In response to “Advice for Serial Killers” from The Escapist forums:
SKX is a serial killer in Condemned but that series just goes off the wall after a while so…
I think the answer to the question is that players *are* serial killers. Think about it, the player butchers thousands of NPCs in the average game often in a repetitive style or with a limited arsenal.
Some games even have you take trophies, most noticeably from boss fights.
Although most players are like the evil squared love child of a Spree killer and Serial killer.
I think the problem with making a game about being a serial killer, aside from moral issues of course, is making it somewhat sandbox but without making it mass-murder.
Take GTA. You aren’t a serial killer. You are a mobster. What is associated with that is that you are going to kill people to fuel your own goals. But each death is kind of empty.
Take Dexter as a good example of this. He stalks his prey, learns habits and then kills and disposes of them in an exceptionally precise way. This is how I think a serial killer would be best represented. A game replicating this well would have to be endlessly deep. You would have to be able to target anyone, go anywhere and have an amazing amount of freedom. It would have to be essentially open ended, and simply end when you are caught.
This I think would translate amazingly as a game experience. Imagine how it could play out. You start off as a novice, killing people haphazardly, but slowly gain skills and make cleaner and cleaner kills. You could eventually master the perfect murder. But then the game would have no point? But then like has been seen in real life, you could start making purposeful mistakes, or leaving messages to enhance the experience.
Long story short, it could be amazing, but would have to be focused.
And also, murder is very wrong, just in case I was coming across as a aspiring murderer :S
In response to “Zombies Rule, Vampires Drool” from The Escapist forums:
While vampires can go surfing in the Californian sun for all I care, I’m now getting sick to death of my once beloved zombie.

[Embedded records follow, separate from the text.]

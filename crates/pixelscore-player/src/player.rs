//! Score player and scheduler loop.
//!
//! [`ScorePlayer`] owns the live score queue, the sink configuration
//! and the playback thread. `play()` validates the queue, arms the
//! control flags and spawns the scheduler loop; control then happens
//! through the player or any [`PlaybackHandle`] clone.
//!
//! The loop advances chunk by chunk, column pair by column pair. Each
//! step merges all channels, hands the batch to the sink worker,
//! sleeps for the shortest channel duration, silences everything, and
//! only then honors pause and stop requests. Longer channels are
//! deliberately truncated at every synchronization boundary; the
//! shortest active channel sets the tempo.

use crate::control::{ControlShared, PlaybackHandle, PlaybackState};
use crate::dispatch::{Dispatcher, StepJob};
use crate::sink::{StepHandler, ToneOutput};
use crate::Result;
use parking_lot::{Mutex, RwLock, RwLockReadGuard, RwLockWriteGuard};
use pixelscore_core::{merge_step, PixelImage, ScoreQueue};
use std::sync::Arc;
use std::thread::JoinHandle;
use std::time::Duration;

/// Ceiling on a single step's wait (10 minutes).
///
/// Duration masks can encode absurd values (a set bit at row 20 is
/// already over 17 minutes); clamping keeps a stray pixel from wedging
/// the playback thread beyond reach of `stop()`.
pub const MAX_STEP_MS: u64 = 600_000;

struct SinkConfig {
    tone: Arc<dyn ToneOutput>,
    handler: Option<Arc<dyn StepHandler>>,
}

struct PlayerShared<I> {
    queue: RwLock<ScoreQueue<I>>,
    control: Arc<ControlShared>,
    sink: RwLock<SinkConfig>,
}

/// Multi-channel score player.
///
/// Generic over the host's image type. The player is an explicit
/// caller-owned instance; create as many as needed and drop them to
/// tear playback down.
pub struct ScorePlayer<I> {
    shared: Arc<PlayerShared<I>>,
    dispatcher: Arc<Dispatcher>,
    run: Mutex<Option<JoinHandle<()>>>,
}

impl<I: PixelImage + Send + Sync + 'static> ScorePlayer<I> {
    /// Create a player emitting through `tone`.
    pub fn new(tone: Arc<dyn ToneOutput>) -> Self {
        ScorePlayer {
            shared: Arc::new(PlayerShared {
                queue: RwLock::new(ScoreQueue::new()),
                control: Arc::new(ControlShared::default()),
                sink: RwLock::new(SinkConfig { tone, handler: None }),
            }),
            dispatcher: Arc::new(Dispatcher::new()),
            run: Mutex::new(None),
        }
    }

    /// Replace the score queue.
    ///
    /// Forces any in-flight run to stop and waits for it to wind down
    /// before installing the new queue; a run already in progress never
    /// sees the replacement.
    pub fn set_image_queue(&self, queue: ScoreQueue<I>) {
        self.shared.control.request_stop();
        self.shared.control.wait_until_stopped();
        if let Some(run) = self.run.lock().take() {
            let _ = run.join();
        }
        *self.shared.queue.write() = queue;
    }

    /// Read access to the live queue.
    pub fn queue(&self) -> RwLockReadGuard<'_, ScoreQueue<I>> {
        self.shared.queue.read()
    }

    /// Write access to the live queue.
    ///
    /// The scheduler re-reads bounds from the queue at every step, so
    /// in-place edits are picked up on the next step. Holding the guard
    /// across a step boundary stalls the scheduler; the layout
    /// contract is only re-checked at the next `play()`.
    pub fn queue_mut(&self) -> RwLockWriteGuard<'_, ScoreQueue<I>> {
        self.shared.queue.write()
    }

    /// Install a batch handler, overriding the default tone sink from
    /// the next step on. `None` is a no-op and does not clear an
    /// existing handler.
    pub fn set_handler(&self, handler: Option<Arc<dyn StepHandler>>) {
        if let Some(handler) = handler {
            self.shared.sink.write().handler = Some(handler);
        }
    }

    /// Start playback.
    ///
    /// Validates the queue layout first and fails fast on a malformed
    /// one. An empty queue completes immediately as a no-op. Calling
    /// `play()` while a run is in flight (playing or paused) is a
    /// no-op.
    pub fn play(&self) -> Result<()> {
        let mut run = self.run.lock();
        if self.shared.control.is_playing() {
            return Ok(());
        }
        {
            let queue = self.shared.queue.read();
            queue.validate()?;
            if queue.is_empty() {
                return Ok(());
            }
        }
        // Reap the previous run's thread, if any.
        if let Some(previous) = run.take() {
            let _ = previous.join();
        }

        self.shared.control.begin_run();
        let shared = Arc::clone(&self.shared);
        let dispatcher = Arc::clone(&self.dispatcher);
        *run = Some(std::thread::spawn(move || {
            run_loop(&shared, &dispatcher);
        }));
        Ok(())
    }

    /// Request a stop; honored at the next step boundary, never
    /// mid-wait. Does nothing when not playing.
    pub fn stop(&self) {
        self.shared.control.request_stop();
    }

    /// Request a pause; honored after the current step's wait.
    pub fn pause(&self) {
        self.shared.control.set_pause(true);
    }

    /// Clear a pause request and wake a suspended run.
    pub fn resume(&self) {
        self.shared.control.set_pause(false);
    }

    /// True while a run is in flight (including while paused).
    pub fn is_playing(&self) -> bool {
        self.shared.control.is_playing()
    }

    /// True while a pause request is set.
    pub fn is_paused(&self) -> bool {
        self.shared.control.is_paused()
    }

    /// Combined state view.
    pub fn state(&self) -> PlaybackState {
        self.shared.control.state()
    }

    /// Cross-thread control handle, valid for the player's lifetime.
    pub fn handle(&self) -> PlaybackHandle {
        PlaybackHandle::new(Arc::clone(&self.shared.control))
    }
}

impl<I> Drop for ScorePlayer<I> {
    fn drop(&mut self) {
        self.shared.control.request_stop();
        if let Some(run) = self.run.lock().take() {
            let _ = run.join();
        }
    }
}

/// The scheduler loop. Runs on its own thread until the score is
/// consumed or a stop request is observed.
fn run_loop<I: PixelImage>(shared: &PlayerShared<I>, dispatcher: &Dispatcher) {
    let mut chunk = 0;
    'chunks: loop {
        let mut col = 0;
        loop {
            // Bounds come from the live queue so in-place edits are
            // honored on the very next step.
            let batch = {
                let queue = shared.queue.read();
                if chunk >= queue.chunk_count() {
                    break 'chunks;
                }
                if col >= queue.width() {
                    break;
                }
                merge_step(&queue, chunk, col)
            };

            let tone = {
                let sink = shared.sink.read();
                match &sink.handler {
                    Some(handler) => {
                        dispatcher.submit(StepJob::batch(Arc::clone(handler), &batch));
                    }
                    None => {
                        dispatcher.submit(StepJob::tones(Arc::clone(&sink.tone), &batch));
                    }
                }
                Arc::clone(&sink.tone)
            };

            let wait_ms = batch.wait_ms().min(MAX_STEP_MS);
            std::thread::sleep(Duration::from_millis(wait_ms));
            tone.stop_all_tones();

            // Pause first, then stop: a stop issued while paused wins.
            if shared.control.pause_point() {
                break 'chunks;
            }
            col += 2;
        }
        chunk += 1;
    }
    shared.control.finish_run();
}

You can’t throw a rock without hitting a designer who thinks “I have a great idea for a new mode: Zombies!”
It does play into our egos. We got the tools, we got the talent, let me mow them down and I’ll survive it all. Hell, most games are about that now, but from a different stand point. Most games: You’re out gunned and you’re out classed, but you’ll find a way to make it some how! Most zombie games: They are over there, you have guns, show them good old fashion Human ass kicking.
It’s so EASY to put zombies in nowadays that it’s just played out. Like any song you heard on the radio, it keeps playing and playing and playing until you are forced to try to remember when you found it to be innovating and cool.
And for that matter Zombies too have had their fair of intellectualizing. Through the night of and return of series we’ve seen zombies that talk, rationalize and even attempt to find some measure of tolerance for those still living. So now the big deal with zombies apart form the mindless gamer analogues we mostly know, is to discuss them in light of social ills like the treatment of minorities. We aren’t at the point where anyone is writing zombie romance books yet but give it 100 years. The ladies will be pining for “Team GWUAHaaaAHAHHHHAW” by then, I assure you.
In response to “Contemporary Immortality” from The Escapist forums:
Dracula is a figure of horror, but not all vampires are. Lately the concept of becoming a vampire via bite has been less a metaphor for rape in which the victim’s will is brutally subjugated and more of an opportunity for a Changeling fantasy where a world full of magic and mystery is suddenly visible. I mean, that’s fine, but that kind of fantasy doesn’t sit well with me, in which superhuman power is obtained by birth or accident rather than by the exercise of the character’s will or choice. Dracula had to sell his soul for that shit, y’know?
In response to “Vampire of the Rising Sun” from The Escapist forums:
Ahh, the eternal fascination with the beautiful-dead.
There is this long-standing theory that the image of the vampire is most summoned in times of economic crisis, whilst in times of economic prosperity, the image of Frankenstein replaces it in the public mind.
And if you look at recent economic history, this theory seems to hold water.
We’ve seen the rise of the Borg during late-century periods of economic flourishing, used mainly in the same way as the original idea of Frankenstein’s Monster; as a response to ensuing technological developments, the Borg, much like Frankenstein represent the notion of defying Death through Scientific achievement.
Subversively, the idea of Vampirism palates to the notion of maintaining Integrity and Beauty even beyond the veil of Death. Resisting the corruptive forces of decay in the context of a society that seems to be crumbling around itself …THAT is the pivot-point of the Vampire’s allure and fascination.
The main tangent between these two seemingly disparent ideas is Immortality.